4. Il résulte de ce qui précède et sans qu’il soit besoin de se prononcer sur les autres moyens de la requête, que M. A est fondé à soutenir que c’est à tort que, par le jugement attaqué, le tribunal administratif de Paris a rejeté sa demande.
Sur les conclusions à fin d’injonction :
5. Le présent arrêt, par lequel la cour fait droit aux conclusions à fin d’annulation présentées par M. A, n’implique pas, eu égard au motif d’annulation ci-dessus énoncé, que l’administration prenne une nouvelle décision dans un sens déterminé. Par suite, les conclusions du requérant tendant à ce que lui soit délivré un certificat de résidence portant la mention « salarié » doivent être rejetées.
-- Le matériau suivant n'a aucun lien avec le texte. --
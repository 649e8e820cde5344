//! Procedural macros for `ortho_args`.
//!
//! `#[derive(ArgSchema)]` turns a struct with named fields into an argument
//! schema: each field becomes a [`FieldDescriptor`] carrying its type,
//! default and `#[ortho_args(...)]` metadata, and the generated
//! `ArgSchema` implementation converts parsed records back into the struct.
//! `#[derive(ArgChoice)]` maps a fieldless enum onto a closed set of
//! kebab-case tokens.
//!
//! [`FieldDescriptor`]: https://docs.rs/ortho_args/latest/ortho_args/struct.FieldDescriptor.html

use proc_macro::TokenStream;
use syn::{DeriveInput, parse_macro_input};

mod derive;

/// Derives `ortho_args::ArgSchema` for a struct with named fields.
///
/// Struct attributes: `name`, `about`, `separator`, `post_parse_hook` and
/// `crate`. Field attributes: `cli_long`, `cli_short`, `help`, `value_name`,
/// `skip_cli`, `positional`, `nargs`, `parse_with`, `choices(...)`, `count`,
/// `default [= expr]` and `default_factory`.
#[proc_macro_derive(ArgSchema, attributes(ortho_args))]
pub fn derive_arg_schema(input: TokenStream) -> TokenStream {
    let input = parse_macro_input!(input as DeriveInput);
    derive::arg_schema(&input)
        .unwrap_or_else(syn::Error::into_compile_error)
        .into()
}

/// Derives the conversion traits that let a fieldless enum act as a choice.
///
/// Variants map to their kebab-case names unless renamed with
/// `#[ortho_args(rename = "...")]`.
#[proc_macro_derive(ArgChoice, attributes(ortho_args))]
pub fn derive_arg_choice(input: TokenStream) -> TokenStream {
    let input = parse_macro_input!(input as DeriveInput);
    derive::arg_choice(&input)
        .unwrap_or_else(syn::Error::into_compile_error)
        .into()
}
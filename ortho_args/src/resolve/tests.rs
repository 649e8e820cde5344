//! Unit tests for the coercion decision table and nested resolution.
#![expect(
    clippy::expect_used,
    reason = "tests panic to surface parsing mistakes"
)]

use std::sync::OnceLock;

use anyhow::{Result, anyhow, ensure};
use rstest::rstest;

use super::*;
use crate::FieldMetadata;

fn resolve_with(field: &FieldDescriptor, options: &BuildOptions) -> Result<FieldBehavior> {
    Ok(Resolver::new(options).resolve(field)?)
}

fn resolve_one(field: &FieldDescriptor) -> Result<FieldBehavior> {
    resolve_with(field, &BuildOptions::default())
}

fn value_behavior(behavior: FieldBehavior) -> Result<ValueBehavior> {
    match behavior {
        FieldBehavior::Scalar(value) | FieldBehavior::Repeated(value) => Ok(value),
        other => Err(anyhow!("expected a value behaviour, got {other:?}")),
    }
}

fn limits() -> Result<&'static Schema, SchemaError> {
    static SCHEMA: OnceLock<Result<Schema, SchemaError>> = OnceLock::new();
    SCHEMA
        .get_or_init(|| {
            Schema::builder("Limits")
                .field(FieldDescriptor::new("cpu", TypeExpr::int()))
                .build()
        })
        .as_ref()
        .map_err(Clone::clone)
}

fn left() -> Result<&'static Schema, SchemaError> {
    static SCHEMA: OnceLock<Result<Schema, SchemaError>> = OnceLock::new();
    SCHEMA
        .get_or_init(|| {
            Schema::builder("Left")
                .field(FieldDescriptor::new(
                    "right",
                    TypeExpr::Nested(SchemaRef::new("Right", right)),
                ))
                .build()
        })
        .as_ref()
        .map_err(Clone::clone)
}

fn right() -> Result<&'static Schema, SchemaError> {
    static SCHEMA: OnceLock<Result<Schema, SchemaError>> = OnceLock::new();
    SCHEMA
        .get_or_init(|| {
            Schema::builder("Right")
                .field(FieldDescriptor::new(
                    "left",
                    TypeExpr::Nested(SchemaRef::new("Left", left)),
                ))
                .build()
        })
        .as_ref()
        .map_err(Clone::clone)
}

#[test]
fn bool_resolves_to_flag_defaulting_false() -> Result<()> {
    let behavior = resolve_one(&FieldDescriptor::new("verbose", TypeExpr::bool()))?;
    ensure!(matches!(behavior, FieldBehavior::Flag { default: false }));
    Ok(())
}

#[test]
fn bool_flag_honours_declared_default() -> Result<()> {
    let field = FieldDescriptor::new("colour", TypeExpr::bool()).with_default(Value::Bool(true));
    ensure!(matches!(resolve_one(&field)?, FieldBehavior::Flag { default: true }));
    Ok(())
}

#[test]
fn plain_scalar_is_required_without_default() -> Result<()> {
    let value = value_behavior(resolve_one(&FieldDescriptor::new("name", TypeExpr::string()))?)?;
    ensure!(value.arity == Arity::One);
    ensure!(value.required);
    ensure!(value.default.is_none());
    ensure!(matches!(value.converter, Converter::Scalar(ScalarKind::String)));
    Ok(())
}

#[test]
fn optional_drops_required_and_widens_arity() -> Result<()> {
    let field = FieldDescriptor::new("retries", TypeExpr::optional(TypeExpr::int()));
    let value = value_behavior(resolve_one(&field)?)?;
    ensure!(value.arity == Arity::ZeroOrOne);
    ensure!(!value.required);
    Ok(())
}

#[test]
fn optional_bool_takes_a_token() -> Result<()> {
    let field = FieldDescriptor::new("colour", TypeExpr::optional(TypeExpr::bool()));
    let value = value_behavior(resolve_one(&field)?)?;
    ensure!(value.arity == Arity::ZeroOrOne);
    ensure!(matches!(value.converter, Converter::Scalar(ScalarKind::Bool)));
    Ok(())
}

#[rstest]
#[case::implicit(true, false, Some(Value::List(Vec::new())))]
#[case::explicit_only(false, true, None)]
fn list_default_policy_is_configurable(
    #[case] implicit: bool,
    #[case] required: bool,
    #[case] default: Option<Value>,
) -> Result<()> {
    let options = BuildOptions::default().with_implicit_list_default(implicit);
    let field = FieldDescriptor::new("tags", TypeExpr::list(TypeExpr::string()));
    let behavior = resolve_with(&field, &options)?;
    ensure!(matches!(behavior, FieldBehavior::Repeated(_)));
    let value = value_behavior(behavior)?;
    ensure!(value.arity == Arity::ZeroOrMore);
    ensure!(value.required == required);
    ensure!(value.default.as_ref().map(DefaultValue::materialize) == default);
    Ok(())
}

#[rstest]
#[case::implicit_dropped(None, None)]
#[case::declared_kept(
    Some(Value::List(vec![Value::Str("base".into())])),
    Some(Value::List(vec![Value::Str("base".into())]))
)]
fn optional_list_defaults_only_when_declared(
    #[case] declared: Option<Value>,
    #[case] expected: Option<Value>,
) -> Result<()> {
    let mut field = FieldDescriptor::new(
        "extra",
        TypeExpr::optional(TypeExpr::list(TypeExpr::string())),
    );
    if let Some(default) = declared {
        field = field.with_default(default);
    }
    let behavior = resolve_one(&field)?;
    ensure!(matches!(behavior, FieldBehavior::Repeated(_)));
    let value = value_behavior(behavior)?;
    ensure!(!value.required);
    ensure!(value.default.as_ref().map(DefaultValue::materialize) == expected);
    Ok(())
}

#[rstest]
#[case::exactly(Nargs::Exactly(2), Arity::Exactly(2))]
#[case::at_least_one(Nargs::AtLeastOne, Arity::OneOrMore)]
fn nargs_lists_are_required_without_default(
    #[case] nargs: Nargs,
    #[case] arity: Arity,
) -> Result<()> {
    let field = FieldDescriptor::new("values", TypeExpr::list(TypeExpr::int()))
        .with_metadata(FieldMetadata::default().with_nargs(nargs));
    let value = value_behavior(resolve_one(&field)?)?;
    ensure!(value.arity == arity);
    ensure!(value.required);
    Ok(())
}

#[test]
fn choice_populates_options() -> Result<()> {
    let field = FieldDescriptor::new("mode", TypeExpr::Choice(ChoiceSet::strings(["fast", "safe"])));
    let value = value_behavior(resolve_one(&field)?)?;
    ensure!(
        value.choices == Some(vec![Value::Str("fast".into()), Value::Str("safe".into())])
    );
    Ok(())
}

#[test]
fn override_is_used_verbatim() -> Result<()> {
    let field = FieldDescriptor::new("verbosity", TypeExpr::Scalar(ScalarKind::Integer {
        bits: 8,
        signed: false,
    }))
    .with_metadata(FieldMetadata::default().with_behavior(BehaviorOverride::Count));
    ensure!(matches!(resolve_one(&field)?, FieldBehavior::Count { default: None }));
    Ok(())
}

#[test]
fn custom_converter_replaces_canonical_coercion() -> Result<()> {
    fn shout(token: &str) -> Result<Value, String> {
        Ok(Value::Str(token.to_uppercase()))
    }
    let field = FieldDescriptor::new("name", TypeExpr::string())
        .with_metadata(FieldMetadata::default().with_converter(shout));
    let value = value_behavior(resolve_one(&field)?)?;
    ensure!(value.converter.convert("abc") == Ok(Value::Str("ABC".into())));
    Ok(())
}

#[test]
fn nested_schema_is_resolved_lazily() -> Result<()> {
    let field = FieldDescriptor::new("limits", TypeExpr::Nested(SchemaRef::new("Limits", limits)));
    let FieldBehavior::Nested(nested) = resolve_one(&field)? else {
        return Err(anyhow!("expected nested behaviour"));
    };
    ensure!(nested.schema_name == "Limits");
    ensure!(nested.fields.len() == 1);
    ensure!(!nested.is_optional_group());
    Ok(())
}

#[test]
fn optional_nested_forms_a_group() -> Result<()> {
    let field = FieldDescriptor::new(
        "limits",
        TypeExpr::optional(TypeExpr::Nested(SchemaRef::new("Limits", limits))),
    );
    let FieldBehavior::Nested(nested) = resolve_one(&field)? else {
        return Err(anyhow!("expected nested behaviour"));
    };
    ensure!(nested.is_optional_group());
    Ok(())
}

#[test]
fn cyclic_nesting_is_rejected() {
    let options = BuildOptions::default();
    let err = Resolver::new(&options)
        .resolve_ref(SchemaRef::new("Left", left))
        .expect_err("cycle");
    assert_eq!(
        err,
        SchemaError::CyclicNesting {
            cycle: "Left -> Right -> Left".to_owned(),
        }
    );
}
Il y a seulement lieu d’enjoindre au préfet de police ou au préfet territorialement compétent de réexaminer la situation de M. A dans un délai de trois mois à compter de la notification du présent arrêt.
Sur les frais liés à l’instance :
6. Il y a lieu, dans les circonstances de l’espèce, de mettre à la charge de l’État le versement à M. A de la somme de 1 200 euros sur le fondement de l’article L. 761-1 du code de justice administrative.
D É C I D E :
Article 1er : Le jugement n° 2418073/2-1 du tribunal administratif de Paris du 22 octobre 2024 et l’arrêté du 6 juin 2024 du préfet de police de Paris sont annulés.
Article 2 : Il est enjoint au préfet de police ou au préfet territorialement compétent de réexaminer la situation de M. A dans un délai de trois mois à compter de la notification du présent arrêt.
Article 3 : L’Etat versera à M. A la somme de 1 200 euros au titre des dispositions de l’article L. 761-1 du code de justice administrative.
Article 4 : Le surplus des conclusions de la requête est rejeté.
Article 5 : Le présent arrêt sera notifié à M. B A, au ministre d’Etat, ministre de l’intérieur et au préfet de police de Paris.
Délibéré après l’audience du 10 juin 2025, à laquelle siégeaient :
— Mme Menasseyre, présidente,
— Mme Vrignon-Villalba, présidente assesseure,
— Mme Larsonnier, première conseillère.
Rendu public par mise à disposition au greffe le 8 juillet 2025.
La rapporteure,
V. LarsonnierLa présidente,
A. Menasseyre
La greffière,
N. Couty
La République mande et ordonne au ministre d’Etat, ministre de l’intérieur en ce qui le concerne ou à tous commissaires de justice à ce requis en ce qui concerne les voies de droit commun contre les parties privées, de pourvoir à l’exécution de la présente décision.